Wednesday, 4 May 2016

TELADAN KETAWADHU’AN



Tawadhu (rendah hati) adalah lawan dari Kibr (sombong). Dalam Hadits sombong didefinisikan : “Menolak kebenaran dan meremehkan manusia”, maka ma’fum mukhalafahnya (pemahaman terbaliknya) yang dimaksud dengan Tawadhu’ adalah menerima kebenaran dan menghormati manusia.
Makna Tawadhu yang pertama adalah menerima kebenaran. Seseorang dikatakan Tawadhu bila ia tunduk dan patuh kepada kebenaran yang datang dari Allah dan RasulNya.
Sekarang ini sudah semakin sedikit orang yang bisa tawadhu’. Jika tersalah dan diingatkan, bukannya sadar dan segera kembali kepada kebenaran, tapi malah ngeles dan mencari-cari pembenaran. Susah sekali menerima koreksi, terlebih yang datangnya dari selain golongannya atau yang level kelimuan berada dibawahnya.
Marilah kita belajar sejenak simak dari keteladaaan dari Salaful ummah, bagaimana Tawadhu’nya hati mereka, begitu tunduk dan mudah rujuk kepada kebenaran. Tidak perduli  kebenaran itu dibawakan oleh orang yang levelnya dibawah mereka.
Abdullah bin Abbas dikoreksi kesalahannya oleh Sa’id al Khudri dalam masalah Riba Fadhl.
Ibnu 'Abbas, seorang sahabat nabi yang mulia, penghulunya ahli tafsir, pernah keliru dalam fatwanya menghalalkan riba fadhl.  Lalu datanglah Abu Sa'id al Khudri dan mengoreksinya dengan membawakan hadits Rasulullaah yang mengharamkan riba fadhl. Begitu mendengar penyampaian Abu Sa’id, Ibnu 'Abbas langsung meralat fatwanya dan merujuk pada hadits yang disampaikan oleh abu sa'idtersebut. Beliau kemudian berkata, "Jazaakallaahu abaa sa'iidi al jannah" (Semoga Allah membalas engkau wahai Abu sa'id dengan surga).

Lihatlah, bagaimana Seorang alim terdepan Ibnu Abbas begitu menerima koreksi dari Sa’id al Khudri radhiyallahu’anhuma yang secara keilmuan tentu jauh dibawah beliau. Dan yang mengkoreksi bukan ditertawakan, diolok, direndahkan, dibuli atau dicaci, tapi malah dipuji dan didoa’akan.

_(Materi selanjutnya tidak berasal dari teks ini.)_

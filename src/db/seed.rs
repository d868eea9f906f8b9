//! Reference-data seeding.
//!
//! Runs once per startup, after migrations. Every step is a
//! read-check-then-write, so re-running from the top is the crash recovery
//! mechanism. Under concurrent startup of several instances the store's
//! uniqueness constraints decide the winner and the loser logs a warning.
//!
//! The seed lists travel in an explicit [`SeedData`] value built at the
//! call site; nothing here reads process globals.

use tracing::{info, warn};

use crate::config::AdminCredentials;
use crate::db::repo::Repository;
use crate::domain::{ROLE_ADMIN, ROLE_USER};
use crate::identity;

/// The styles the gallery filters on. Fixed set; seeding only ever adds
/// missing names, never updates or removes.
pub const STANDARD_STYLES: [&str; 7] = [
    "Blackwork",
    "Traditional",
    "Realistic",
    "Fine Line",
    "Geometric",
    "Japanese",
    "Lettering",
];

/// Everything the seeding pass needs, assembled by the caller.
#[derive(Debug, Clone)]
pub struct SeedData {
    pub roles: Vec<String>,
    pub styles: Vec<String>,
    pub admin: Option<AdminCredentials>,
}

impl SeedData {
    /// The production seed set: both roles, all seven styles, and whatever
    /// administrator credentials the environment provided.
    pub fn standard(admin: Option<AdminCredentials>) -> SeedData {
        SeedData {
            roles: vec![ROLE_ADMIN.to_string(), ROLE_USER.to_string()],
            styles: STANDARD_STYLES.iter().map(|s| s.to_string()).collect(),
            admin,
        }
    }
}

/// What a seeding pass actually changed.
#[derive(Debug, Clone, Copy, PartialEq, Eq)]
pub struct SeedSummary {
    pub lookup_rows_added: u64,
    pub admin_created: bool,
}

/// Seed roles, the style lookup table, and the administrator account.
///
/// Role and style rows found missing are queued and committed in a single
/// batch; every lookup row flows through it, so the summary counts each
/// exactly once. The administrator account follows in its own short
/// transaction, which then finds its role row already committed; policy
/// rejections and lost insert races are logged and absorbed, never fatal.
/// Store errors propagate.
pub async fn run(repo: &Repository, data: &SeedData) -> Result<SeedSummary, sqlx::Error> {
    let existing_roles = repo.list_role_names().await?;
    let pending_roles: Vec<String> = data
        .roles
        .iter()
        .filter(|name| !existing_roles.contains(name))
        .cloned()
        .collect();

    let existing_styles = repo.list_style_names().await?;
    let pending_styles: Vec<String> = data
        .styles
        .iter()
        .filter(|name| !existing_styles.contains(name))
        .cloned()
        .collect();

    let lookup_rows_added = repo
        .insert_lookup_batch(&pending_roles, &pending_styles)
        .await?;

    let admin_created = seed_admin(repo, data.admin.as_ref()).await?;

    info!(
        lookup_rows_added,
        admin_created, "reference data seeding complete"
    );

    Ok(SeedSummary {
        lookup_rows_added,
        admin_created,
    })
}

async fn seed_admin(
    repo: &Repository,
    admin: Option<&AdminCredentials>,
) -> Result<bool, sqlx::Error> {
    let Some(credentials) = admin else {
        warn!("ADMIN_EMAIL/ADMIN_PASSWORD not set, skipping administrator account");
        return Ok(false);
    };

    if repo.find_user_by_email(&credentials.email).await?.is_some() {
        info!(email = %credentials.email, "administrator account already present, leaving it untouched");
        return Ok(false);
    }

    let password_hash = match identity::hash_password(&credentials.password) {
        Ok(hash) => hash,
        Err(err) => {
            warn!(email = %credentials.email, error = %err, "administrator password rejected, account not created");
            return Ok(false);
        }
    };

    match repo
        .create_user_with_role(&credentials.email, &password_hash, ROLE_ADMIN)
        .await?
    {
        Some(user_id) => {
            info!(email = %credentials.email, user_id, "created administrator account");
            Ok(true)
        }
        None => {
            warn!(email = %credentials.email, "administrator account created concurrently elsewhere, skipping");
            Ok(false)
        }
    }
}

Abu Hurairah dan koreksi dari Aisyah dan Ummu Salamah dalam masalah Junub.
Abu Hurairah seorang sahabat terkemuka dalam meriwayatkan hadits pernah keliru dalam berfatwa tentang puasanya orang yang junub dan belum mandi sampai subuh. Menurut beliau tidak sah. Kemudian datanglah koreksi dari umahatul Mukminin Aisyah dan Ummu Salamah yang meluruskan fatwa tersebut.  Begitu menerima pesan (koreksi) ini beliau radhiyallahu’anhu berkata, “ Apa benar yang mengatakan ini Aisyah dan Ummu salamah.” Utusan yang membawa pesan tersbeut berkata, ‘Iya benar.” Beliau langsung menjawab “Mereka berdua benar dan lebih tahu dari saya.”

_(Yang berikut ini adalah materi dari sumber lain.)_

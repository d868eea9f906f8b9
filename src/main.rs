use inkstudio::mailer::{Mailer, SmtpMailer};
use inkstudio::{api, bootstrap, config::Config, Repository};
use std::net::SocketAddr;
use std::sync::Arc;

#[tokio::main]
async fn main() {
    // Local development reads .env; deployments set real env vars.
    dotenvy::dotenv().ok();

    // Initialize tracing
    tracing_subscriber::fmt()
        .with_env_filter(
            tracing_subscriber::EnvFilter::from_default_env()
                .add_directive(tracing_subscriber::filter::LevelFilter::INFO.into()),
        )
        .init();

    // Load configuration
    let config = match Config::from_env() {
        Ok(cfg) => cfg,
        Err(e) => {
            eprintln!("Configuration error: {}", e);
            std::process::exit(1);
        }
    };

    let port = config.port;

    // Resolve the connection, run migrations, seed lookup data
    let pool = match bootstrap::run(&config).await {
        Ok(p) => p,
        Err(e) => {
            eprintln!("Failed to initialize store: {}", e);
            std::process::exit(1);
        }
    };

    let repo = Arc::new(Repository::new(pool));

    let mailer: Option<Arc<dyn Mailer>> = match &config.email {
        Some(settings) => match SmtpMailer::from_settings(settings) {
            Ok(m) => Some(Arc::new(m)),
            Err(e) => {
                eprintln!("Failed to configure SMTP mailer: {}", e);
                std::process::exit(1);
            }
        },
        None => {
            tracing::warn!("SMTP not configured, booking notifications will be skipped");
            None
        }
    };

    // Create router
    let app = api::create_router(api::AppState::new(repo, config, mailer));

    // Bind on all interfaces, the hosting platform injects PORT
    let addr = SocketAddr::from(([0, 0, 0, 0], port));
    let listener = match tokio::net::TcpListener::bind(&addr).await {
        Ok(l) => l,
        Err(e) => {
            eprintln!("Failed to bind to {}: {}", addr, e);
            std::process::exit(1);
        }
    };

    tracing::info!("Server listening on {}", addr);

    // Run server
    if let Err(e) = axum::serve(listener, app).await {
        eprintln!("Server error: {}", e);
        std::process::exit(1);
    }
}
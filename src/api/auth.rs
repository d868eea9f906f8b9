use axum::extract::{FromRequestParts, State};
use axum::http::{header, request::Parts};
use axum::{async_trait, Json};
use chrono::{DateTime, Utc};
use serde::{Deserialize, Serialize};
use tracing::info;

use crate::api::AppState;
use crate::domain::{Session, ROLE_ADMIN};
use crate::error::AppError;
use crate::identity;

#[derive(Debug, Deserialize)]
#[serde(rename_all = "camelCase")]
pub struct LoginRequest {
    pub email: String,
    pub password: String,
}

#[derive(Debug, Serialize)]
#[serde(rename_all = "camelCase")]
pub struct LoginResponse {
    pub token: String,
    pub expires_at: DateTime<Utc>,
    pub roles: Vec<String>,
}

/// Exchange credentials for a bearer token. Unknown email and wrong
/// password answer identically, so the endpoint leaks nothing about which
/// accounts exist.
pub async fn login(
    State(state): State<AppState>,
    Json(request): Json<LoginRequest>,
) -> Result<Json<LoginResponse>, AppError> {
    let user = state
        .repo
        .find_user_by_email(request.email.trim())
        .await?
        .ok_or(AppError::Unauthorized)?;

    if !identity::verify_password(&request.password, &user.password_hash) {
        return Err(AppError::Unauthorized);
    }

    let session = Session::issue(user.id);
    state.repo.insert_session(&session).await?;
    let roles = state.repo.roles_of_user(user.id).await?;

    info!(user_id = user.id, "login succeeded");
    Ok(Json(LoginResponse {
        token: session.token,
        expires_at: session.expires_at,
        roles,
    }))
}

/// Extractor guarding administrator endpoints. Wants a valid, unexpired
/// bearer session whose user holds the Admin role; anything less is 401,
/// a valid session without the role is 403.
#[derive(Debug, Clone, Copy)]
pub struct AdminUser {
    pub user_id: i64,
}

#[async_trait]
impl FromRequestParts<AppState> for AdminUser {
    type Rejection = AppError;

    async fn from_request_parts(
        parts: &mut Parts,
        state: &AppState,
    ) -> Result<Self, Self::Rejection> {
        let header_value = parts
            .headers
            .get(header::AUTHORIZATION)
            .and_then(|v| v.to_str().ok())
            .ok_or(AppError::Unauthorized)?;

        let token = header_value
            .trim()
            .strip_prefix("Bearer ")
            .or_else(|| header_value.trim().strip_prefix("bearer "))
            .ok_or(AppError::Unauthorized)?
            .trim();

        let session = state
            .repo
            .find_session(token)
            .await?
            .ok_or(AppError::Unauthorized)?;
        if session.is_expired(Utc::now()) {
            return Err(AppError::Unauthorized);
        }

        let roles = state.repo.roles_of_user(session.user_id).await?;
        if !roles.iter().any(|role| role == ROLE_ADMIN) {
            return Err(AppError::Forbidden);
        }

        Ok(AdminUser {
            user_id: session.user_id,
        })
    }
}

            Lihatlah, bagaimana orang nomor satu dalam hadits dengan mudahnya menerima pelurusan dari orang-orang yang level haditsnya di bawah beliau. Abu Hurairah tidak ngeles mengatakan  : “Yang ahli hadits itukan saya, saya juga punya dasar koq.” Tidak, tapi beliau langsung tunduk dan merawat kesalahan fatwanya.
Sayidina Umar dan wanita tua dalam masalah mahar
Umar bin Khattab pernah mau membatasi mahar perkawinan karena banyaknya para pemuda yang mengeluhkan tingginya mahar kala itu. Diatas mimbar beliau berfatwa, namun kemudian seorang wanita tua menyanggah fatwa beliau dan mengingatkan bahwa mahar adalah hak mutlak seorang wanita. Maka Umar berkata, “Wanita ini benar dan anakanya Khattab salah.”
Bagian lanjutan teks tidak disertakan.